Aunque quizá tarden en reconocérselo o no se lo reconozcan nunca, Julio Pardo también contribuyó a dignificar a esos jornaleros del arte que son los músicos de Carnaval. Al menos, intentó sacar adelante una formación estable, el coro La Caleta, que, en meses impropios de tangos y cuplés, pudiera sacar adelante otra suerte de repertorio, boleros y cantables, como el disco que le dedicase a Antonio Machín. Pero también se atrevió a componer marchas de Semana Santa, con el mismo desparpajo que un carnavalero se quita el tipo y se pone el capirote. Y, desde luego, quedará para la historia su leal y vistosa escolta a Carlos Cano en la interpretación de ‘Las habaneras de Cádiz’ o de ‘La murga de los currelantes’.
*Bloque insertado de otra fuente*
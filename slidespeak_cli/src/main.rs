use clap::{Parser, Subcommand};
use dotenv::dotenv;
use slidespeak_cli::{
    api::{self, GenerateRequest, Metadata, MetadataKind, Replacement, SlideApi, SlideSpeakClient},
    config::Config,
    deck,
    poller::{self, Poller},
    render,
    shell::Shell,
    store::JobLog,
    Error,
};
use std::num::NonZeroU32;
use std::path::PathBuf;
use std::time::Duration;
use tracing_subscriber::{layer::SubscriberExt, util::SubscriberInitExt, EnvFilter};

#[derive(Parser, Debug)]
#[command(name = "slidespeak", author, version, about = "Generate presentations with the SlideSpeak API", long_about = None)]
struct Args {
    #[command(subcommand)]
    command: Option<Command>,

    /// CSV file that records every submitted task
    #[arg(long, global = true)]
    log_file: Option<PathBuf>,

    /// Seconds to wait between status checks
    #[arg(long, global = true)]
    poll_interval: Option<u64>,

    /// Stop waiting after this many status checks (default: wait until done)
    #[arg(long, global = true)]
    max_polls: Option<NonZeroU32>,

    /// Override the API base URL
    #[arg(long, global = true)]
    base_url: Option<String>,

    /// Print debug logs to stderr
    #[arg(short, long, global = true)]
    verbose: bool,
}

#[derive(Subcommand, Debug)]
enum Command {
    /// Interactive menu (the default)
    Shell,
    /// Generate a presentation from a prompt and wait for it
    Generate {
        /// What the presentation should be about
        prompt: String,

        /// Theme name, see `slidespeak themes`
        #[arg(short, long)]
        theme: Option<String>,

        /// Number of slides
        #[arg(short, long)]
        length: Option<u32>,

        /// Submit and return without polling
        #[arg(long)]
        no_wait: bool,
    },
    /// Check a task once and record the result in the log
    Status { task_id: String },
    /// Show the presentation log
    Log,
    /// List available themes
    Themes,
    /// Show the account the API key belongs to
    Me,
    /// Replace shape contents in an existing .pptx
    Edit {
        file: PathBuf,

        /// SHAPE=CONTENT, repeatable
        #[arg(short, long = "replace", value_parser = parse_replacement, required = true)]
        replacements: Vec<Replacement>,
    },
    /// Download a finished presentation
    Download {
        url: String,

        #[arg(short, long)]
        output: Option<PathBuf>,
    },
    /// List the slides and shape names of a .pptx file or URL
    Slides {
        source: String,

        /// Also write the listing as JSON to this file
        #[arg(long)]
        json: Option<PathBuf>,
    },
}

fn parse_replacement(raw: &str) -> Result<Replacement, String> {
    let (shape, content) = raw
        .split_once('=')
        .ok_or_else(|| format!("expected SHAPE=CONTENT, got {raw:?}"))?;
    if shape.trim().is_empty() {
        return Err("shape name must not be empty".to_string());
    }
    Ok(Replacement {
        shape_name: shape.trim().to_string(),
        content: content.to_string(),
    })
}

#[tokio::main]
async fn main() {
    dotenv().ok();
    let args = Args::parse();

    let default_filter = if args.verbose {
        "slidespeak_cli=debug"
    } else {
        "slidespeak_cli=warn"
    };
    tracing_subscriber::registry()
        .with(EnvFilter::try_from_default_env().unwrap_or_else(|_| default_filter.into()))
        .with(tracing_subscriber::fmt::layer().with_writer(std::io::stderr))
        .init();

    // Missing configuration fails here, before any network traffic.
    let result = match load_config(&args) {
        Ok(config) => run(args, config).await,
        Err(e) => Err(e),
    };
    if let Err(e) = result {
        tracing::debug!(error = ?e, "command failed");
        eprintln!("Error: {e}");
        std::process::exit(1);
    }
}

async fn run(args: Args, config: Config) -> slidespeak_cli::Result<()> {
    let client = SlideSpeakClient::new(&config)?;
    let log = JobLog::open(&config.log_path);
    let poller = Poller::new(config.poll_interval, config.max_polls);

    match args.command.unwrap_or(Command::Shell) {
        Command::Shell => {
            let stdin = std::io::stdin();
            let stdout = std::io::stdout();
            Shell::new(
                &client,
                &log,
                &poller,
                config.default_length,
                stdin.lock(),
                stdout.lock(),
            )
            .run()
            .await
            .map_err(Error::Terminal)?;
        }
        Command::Generate {
            prompt,
            theme,
            length,
            no_wait,
        } => {
            let request = GenerateRequest {
                plain_text: prompt,
                theme,
                length: length.unwrap_or(config.default_length),
            };
            println!("Generating presentation...");
            let task_id = poller::submit(&client, &log, &request).await?;
            println!("Task ID: {task_id}");
            if no_wait {
                println!("Check on it later with `slidespeak status {task_id}`.");
                return Ok(());
            }
            println!("Polling for completion...");
            let outcome = poller
                .run(&client, &log, &task_id, &request.plain_text, |status| {
                    println!("Status: {}", status.task_status)
                })
                .await?;
            print!("{}", render::poll_outcome(&task_id, &outcome));
        }
        Command::Status { task_id } => {
            let status = client.fetch_status(&task_id).await?;
            let record = log.upsert(&task_id, "", &status.task_status, status.result_url())?;
            println!("Status: {}", record.status);
            if record.has_url() {
                println!("URL: {}", record.result_url);
            }
        }
        Command::Log => {
            print!("{}", render::job_table(&log.list_all()?));
        }
        Command::Themes => {
            if let Metadata::Themes(themes) = client.fetch_metadata(MetadataKind::Themes).await? {
                print!("{}", render::theme_list(&themes));
            }
        }
        Command::Me => {
            if let Metadata::User(user) = client.fetch_metadata(MetadataKind::User).await? {
                print!("{user}");
            }
        }
        Command::Edit { file, replacements } => {
            println!("Sending edits to the presentation...");
            let url = client.edit(&file, &replacements).await?;
            println!("Edits applied. New presentation available at: {url}");
        }
        Command::Download { url, output } => {
            println!("Downloading presentation...");
            let path = api::download(&client, &url, output).await?;
            println!("Saved to {}", path.display());
        }
        Command::Slides { source, json } => {
            let deck = deck::load(&client, &source).await?;
            print!("{}", render::slide_listing(&deck));
            if let Some(path) = json {
                deck.save_json(&path)?;
                println!("JSON content saved to '{}'.", path.display());
            }
        }
    }

    Ok(())
}

fn load_config(args: &Args) -> slidespeak_cli::Result<Config> {
    let mut config = Config::from_env()?;
    if let Some(base_url) = &args.base_url {
        config = config.with_base_url(base_url)?;
    }
    if let Some(path) = &args.log_file {
        config.log_path = path.clone();
    }
    if let Some(secs) = args.poll_interval {
        config.poll_interval = Duration::from_secs(secs);
    }
    if args.max_polls.is_some() {
        config.max_polls = args.max_polls;
    }
    Ok(config)
}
Hoy, si la autoridad lo permite y el tiempo no lo impide, reinará en el pregón de San Antonio, que es al Falla lo que la zarzuela es a la ópera. Pero él nunca será un rey destronado. Lamerá sus heridas de oso caletero y volverá a la carga sobre las bateas, demostrando en la calle con todos los suyos que no fueron gratuitos tantos años de podio, esa plusmarca campeona que luce ese claro soniquete con el que, durante tres décadas, ha mecido el Carnaval de Cádiz. Qué gusto poder escribirle, sin que suene a ojana, un artículo como éste el año en que, grajo blanco, sea un árbol caído en el Concurso del Carnaval. El Carnaval que viene, seguro, volverá a ser un bosque.

Y esta noche, será como los dragos. De mucho peso, si, pero de gran altura.